I'm brand new to the forum and quite new to farming. I picked up a mf 124 baler, but the hay isn't always getting cut off, so it makes kind of rounded bales. I was wondering if anyone knows where I can get a manual for this and/or help with this problem. I beleive it may be a knife issue where it's cutting the hay. Not sure of what the specs for that space is?

Any help would be great.

Merlin


----------



## Mike120 (May 4, 2009)

You can get a manual at: Massey Ferguson MF 124-126 Baler Service, Repair & Owners Operators Manual Shop

They are a bit pricy, but they usually have the manuals. Do web searchs, I've found a lot of free manuals for old equipment. Good luck!


----------



## Greyhorse (Jun 22, 2009)

ebay search is going to be your cheapest bet.


----------



## Northeast Hay (Apr 8, 2010)

I had same problems when I got mine. First thing I found was the bearing on the plunger was shot and needed replacing. When that was done the knifes came back into alinment but I still adjusted the rails to book specs. After that repair it was cutting the hay nicely but still made a bale kinda rounded but not as bad.
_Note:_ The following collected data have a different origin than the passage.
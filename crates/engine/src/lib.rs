//! Context engine for changetrack
//!
//! This crate ties the registry to a store:
//! - Database: shared model, store, value generators and default config
//! - Context: one unit of work with Add / Attach / Update / Remove, Find,
//!   queries and SaveChanges
//! - ContextPool: reusable contexts, reset on return
//! - Config: `changetrack.toml` loading
//! - Logging: `tracing-subscriber` setup driven by the config
//!
//! Change tracking itself lives in `changetrack-tracking`; the engine only
//! decides when it runs and where its output is written.

#![warn(missing_docs)]
#![warn(clippy::all)]

pub mod config;
pub mod context;
pub mod database;
pub mod logging;
pub mod pool;
mod save;

pub use config::{ContextConfig, LoggingConfig, QueryTrackingBehavior, CONFIG_FILE_NAME};
pub use context::Context;
pub use database::Database;
pub use pool::{ContextPool, PooledContext};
Although mine was tieing fine I found one needle was slightley ahead of the other so I timed the baler yet again and its been making nice even bales since. I got my book from the MF dealer I dont think I paid 20 dollars for it


----------



## David in Georgia (Aug 30, 2009)

On the knives the clearance should be 0.12-0.76mm between the knives. Hope this helps


----------